What to do
Keeping every word in place, write out the entries that come next.
==== Dataset records ====
use chrono::{DateTime, NaiveDate, Utc};
use rust_decimal::Decimal;
use serde::{Deserialize, Serialize};
use sqlx::FromRow;
use utoipa::{IntoParams, ToSchema};

use crate::model::salary::SalaryRecord;

#[derive(Debug, Clone, PartialEq, Serialize, FromRow, ToSchema)]
#[serde(rename_all = "camelCase")]
#[schema(
    example = json!({
        "id": "8d3c2b9a-6f0e-4a4e-8b7d-2c1e0f9a7b55",
        "employeeId": "EMP-001",
        "name": "John Doe",
        "email": "john.doe@company.com",
        "position": "Engineer",
        "joiningDate": "2024-01-01",
        "basicSalary": 5000.0,
        "isActive": true,
        "createdAt": "2024-01-01T09:00:00Z",
        "updatedAt": "2024-01-01T09:00:00Z"
    })
)]
pub struct Employee {
    pub id: String,

    /// Business code, unique across employees
    #[serde(rename = "employeeId")]
    pub employee_code: String,

    pub name: String,

    #[schema(nullable = true)]
    pub email: Option<String>,

    #[schema(nullable = true)]
    pub position: Option<String>,

    #[schema(value_type = String, format = "date")]
    pub joining_date: NaiveDate,

    /// Template amount used when drafting salary records
    #[schema(value_type = f64)]
    pub basic_salary: Decimal,

    pub is_active: bool,

    #[schema(value_type = String, format = "date-time")]
    pub created_at: DateTime<Utc>,

    #[schema(value_type = String, format = "date-time")]
    pub updated_at: DateTime<Utc>,
}

/// What salary records embed about their employee.
#[derive(Debug, Clone, PartialEq, Serialize, FromRow, ToSchema)]
pub struct EmployeeSummary {
    pub id: String,
    pub name: String,
    #[serde(rename = "employeeId")]
    pub employee_code: String,
}

impl From<&Employee> for EmployeeSummary {
    fn from(e: &Employee) -> Self {
        Self {
            id: e.id.clone(),
            name: e.name.clone(),
            employee_code: e.employee_code.clone(),
        }
    }
}

#[derive(Debug, Clone, PartialEq)]
pub struct NewEmployee {
    pub employee_code: String,
    pub name: String,
    pub email: Option<String>,
    pub position: Option<String>,
    pub joining_date: NaiveDate,
    pub basic_salary: Decimal,
    pub is_active: bool,
}

/// `Some(None)` clears an optional column.
#[derive(Debug, Clone, Default, PartialEq)]
pub struct EmployeePatch {
    pub employee_code: Option<String>,
    pub name: Option<String>,
    pub email: Option<Option<String>>,
    pub position: Option<Option<String>>,
    pub joining_date: Option<NaiveDate>,
    pub basic_salary: Option<Decimal>,
    pub is_active: Option<bool>,
}

#[derive(Debug, Clone, Default, PartialEq)]
pub struct EmployeeFilter {
    pub search: Option<String>,
    pub is_active: Option<bool>,
}

#[derive(Debug, Deserialize, IntoParams, ToSchema)]
#[serde(rename_all = "camelCase")]
#[into_params(parameter_in = Query)]
pub struct EmployeeQuery {
    pub page: Option<i64>,
    pub limit: Option<i64>,
    /// Search by name, employee code or email
    pub search: Option<String>,
    pub is_active: Option<bool>,
}

impl EmployeeQuery {
    pub fn filter(&self) -> EmployeeFilter {
        EmployeeFilter {
            search: self
                .search
                .as_ref()
                .map(|s| s.trim().to_string())
                .filter(|s| !s.is_empty()),
            is_active: self.is_active,
        }
    }
}

#[derive(Debug, Clone, Serialize, ToSchema)]
#[serde(rename_all = "camelCase")]
pub struct EmployeeDetail {
    #[serde(flatten)]
    pub employee: Employee,
    pub salary_records: Vec<SalaryRecord>,
}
====
Solution for this exercise
use chrono::{DateTime, NaiveDate, Utc};
use rust_decimal::Decimal;
use serde::{Deserialize, Serialize};
use sqlx::FromRow;
use utoipa::{IntoParams, ToSchema};

use crate::model::salary::SalaryRecord;

#[derive(Debug, Clone, PartialEq, Serialize, FromRow, ToSchema)]
#[serde(rename_all = "camelCase")]
#[schema(
    example = json!({
        "id": "8d3c2b9a-6f0e-4a4e-8b7d-2c1e0f9a7b55",
        "employeeId": "EMP-001",
        "name": "John Doe",
        "email": "john.doe@company.com",
        "position": "Engineer",
        "joiningDate": "2024-01-01",
        "basicSalary": 5000.0,
        "isActive": true,
        "createdAt": "2024-01-01T09:00:00Z",
        "updatedAt": "2024-01-01T09:00:00Z"
    })
)]
pub struct Employee {
    pub id: String,

    /// Business code, unique across employees
    #[serde(rename = "employeeId")]
    pub employee_code: String,

    pub name: String,

    #[schema(nullable = true)]
    pub email: Option<String>,

    #[schema(nullable = true)]
    pub position: Option<String>,

    #[schema(value_type = String, format = "date")]
    pub joining_date: NaiveDate,

    /// Template amount used when drafting salary records
    #[schema(value_type = f64)]
    pub basic_salary: Decimal,

    pub is_active: bool,

    #[schema(value_type = String, format = "date-time")]
    pub created_at: DateTime<Utc>,

    #[schema(value_type = String, format = "date-time")]
    pub updated_at: DateTime<Utc>,
}

/// What salary records embed about their employee.
#[derive(Debug, Clone, PartialEq, Serialize, FromRow, ToSchema)]
pub struct EmployeeSummary {
    pub id: String,
    pub name: String,
    #[serde(rename = "employeeId")]
    pub employee_code: String,
}

impl From<&Employee> for EmployeeSummary {
    fn from(e: &Employee) -> Self {
        Self {
            id: e.id.clone(),
            name: e.name.clone(),
            employee_code: e.employee_code.clone(),
        }
    }
}

#[derive(Debug, Clone, PartialEq)]
pub struct NewEmployee {
    pub employee_code: String,
    pub name: String,
    pub email: Option<String>,
    pub position: Option<String>,
    pub joining_date: NaiveDate,
    pub basic_salary: Decimal,
    pub is_active: bool,
}

/// `Some(None)` clears an optional column.
#[derive(Debug, Clone, Default, PartialEq)]
pub struct EmployeePatch {
    pub employee_code: Option<String>,
    pub name: Option<String>,
    pub email: Option<Option<String>>,
    pub position: Option<Option<String>>,
    pub joining_date: Option<NaiveDate>,
    pub basic_salary: Option<Decimal>,
    pub is_active: Option<bool>,
}

#[derive(Debug, Clone, Default, PartialEq)]
pub struct EmployeeFilter {
    pub search: Option<String>,
    pub is_active: Option<bool>,
}

#[derive(Debug, Deserialize, IntoParams, ToSchema)]
#[serde(rename_all = "camelCase")]
#[into_params(parameter_in = Query)]
pub struct EmployeeQuery {
    pub page: Option<i64>,
    pub limit: Option<i64>,
    /// Search by name, employee code or email
    pub search: Option<String>,
    pub is_active: Option<bool>,
}

impl EmployeeQuery {
    pub fn filter(&self) -> EmployeeFilter {
        EmployeeFilter {
            search: self
                .search
                .as_ref()
                .map(|s| s.trim().to_string())
                .filter(|s| !s.is_empty()),
            is_active: self.is_active,
        }
    }
}

#[derive(Debug, Clone, Serialize, ToSchema)]
#[serde(rename_all = "camelCase")]
pub struct EmployeeDetail {
    #[serde(flatten)]
    pub employee: Employee,
    pub salary_records: Vec<SalaryRecord>,
}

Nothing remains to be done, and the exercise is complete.